Vaticano, l’eclissi della ragione
di Angela Azzaro

 

I Pacs come manifestazione della crisi della verità, l’aborto come un delitto abominevole che va punito, la fecondazione assistita e la contraccezione come mali da sconfiggere. Sono questi per il Vaticano i segni dell’«eclissi di dio». Parole contenute nel documento “Famiglia e procreazione umana”, presentato dal Pontificio consiglio per la Famiglia diretto dal cardinale Alfonso Lopez Truillo. Sono concetti che le gerarchie cattoliche hanno ripetuto in questi mesi senza stancarsi, ma che oggi hanno toni più violenti e assumono un significato più forte. E’ in atto uno scontro tra un potere che si ritiene assoluto e la società civile, tra il fondamentalismo e la libertà dell’individua e dell’individuo.
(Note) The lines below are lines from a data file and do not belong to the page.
//! Export module for BudgetBuddy
//!
//! Projects the full expense list into file contents:
//! - CSV: `Title,Category,Amount,Date` for spreadsheets
//! - JSON: the lossless record list

pub mod csv;
pub mod json;

pub use csv::{export_csv, CSV_HEADER};
pub use json::{export_json, parse_json_export};

use std::fmt;
use std::path::{Path, PathBuf};
use std::str::FromStr;

use crate::error::{BuddyError, BuddyResult};
use crate::models::Expense;

/// Supported export formats
#[derive(Debug, Clone, Copy, PartialEq, Eq)]
pub enum ExportFormat {
    Csv,
    Json,
}

impl ExportFormat {
    /// File name the export is saved under
    pub fn file_name(&self) -> &'static str {
        match self {
            Self::Csv => "budgetbuddy_expenses.csv",
            Self::Json => "budgetbuddy_expenses.json",
        }
    }

    pub fn mime_type(&self) -> &'static str {
        match self {
            Self::Csv => "text/csv",
            Self::Json => "application/json",
        }
    }

    /// Render the expenses in this format; `None` when there is nothing to export
    pub fn render(&self, expenses: &[Expense]) -> BuddyResult<Option<String>> {
        match self {
            Self::Csv => export_csv(expenses),
            Self::Json => export_json(expenses),
        }
    }
}

impl fmt::Display for ExportFormat {
    fn fmt(&self, f: &mut fmt::Formatter<'_>) -> fmt::Result {
        match self {
            Self::Csv => write!(f, "csv"),
            Self::Json => write!(f, "json"),
        }
    }
}

impl FromStr for ExportFormat {
    type Err = BuddyError;

    fn from_str(s: &str) -> Result<Self, Self::Err> {
        match s.trim().to_lowercase().as_str() {
            "csv" => Ok(Self::Csv),
            "json" => Ok(Self::Json),
            other => Err(BuddyError::Export(format!(
                "Unknown export format '{}'. Use csv or json.",
                other
            ))),
        }
    }
}

/// Write an export file into `dir`
///
/// Returns the written path, or `None` when there was nothing to export.
pub fn write_export(
    format: ExportFormat,
    expenses: &[Expense],
    dir: &Path,
) -> BuddyResult<Option<PathBuf>> {
    let Some(contents) = format.render(expenses)? else {
        return Ok(None);
    };

    std::fs::create_dir_all(dir)
        .map_err(|e| BuddyError::Io(format!("Failed to create {}: {}", dir.display(), e)))?;

    let path = dir.join(format.file_name());
    std::fs::write(&path, contents)
        .map_err(|e| BuddyError::Export(format!("Failed to write {}: {}", path.display(), e)))?;

    Ok(Some(path))
}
Il documento, pur non controfirmato dal pontefice, riprende e sistematizza i passi più significativi di altri scritti di Benedetto XVI ed è il documento con cui il papa si presenterà, tra un mese, a Valencia per l’incontro mondiale delle famiglie. E’ il programma del nuovo Pontificato e spiega bene quale sia la vera natura dello scontro e quanto la Chiesa cattolica non sia disposta a cedere su nessun punto.

In gioco non c’è la fede, come qualsiasi credente può confermare, in gioco c’è il potere delle gerarchie, il controllo sulla comunità che passa storicamente attraverso un’idea precisa di società: quella fondata sulla famiglia eterosessuale (il matrimonio) e sul potere maschile. Usare l’accusa di «eclissi di dio» è tanto più inaccettabile perché si serve di una questione teologica per giustificare un fine terreno. Esclusivamente politico.

Non a caso si mettono insieme Pacs, aborto, fecondazione assistita e si attaccano così pesantemente gay e lesbiche (è la prima volta che compare questa parola in un testo vaticano) rei di chiedere gli stessi diritti delle persone eterosessuali. Sono i tasselli che fanno saltare il castello del potere. Sono le questioni su cui oggi si delinea la grande sfida di civiltà, la sfida di uno stato laico: uno stato dove non si afferma una sola verità per legge ma che consente, nel rispetto delle altre e degli altri, di fare le proprie scelte nelle relazioni, nella procreazione, nell’idea che si ha della vita (quando inizia? l’embrione è persona?).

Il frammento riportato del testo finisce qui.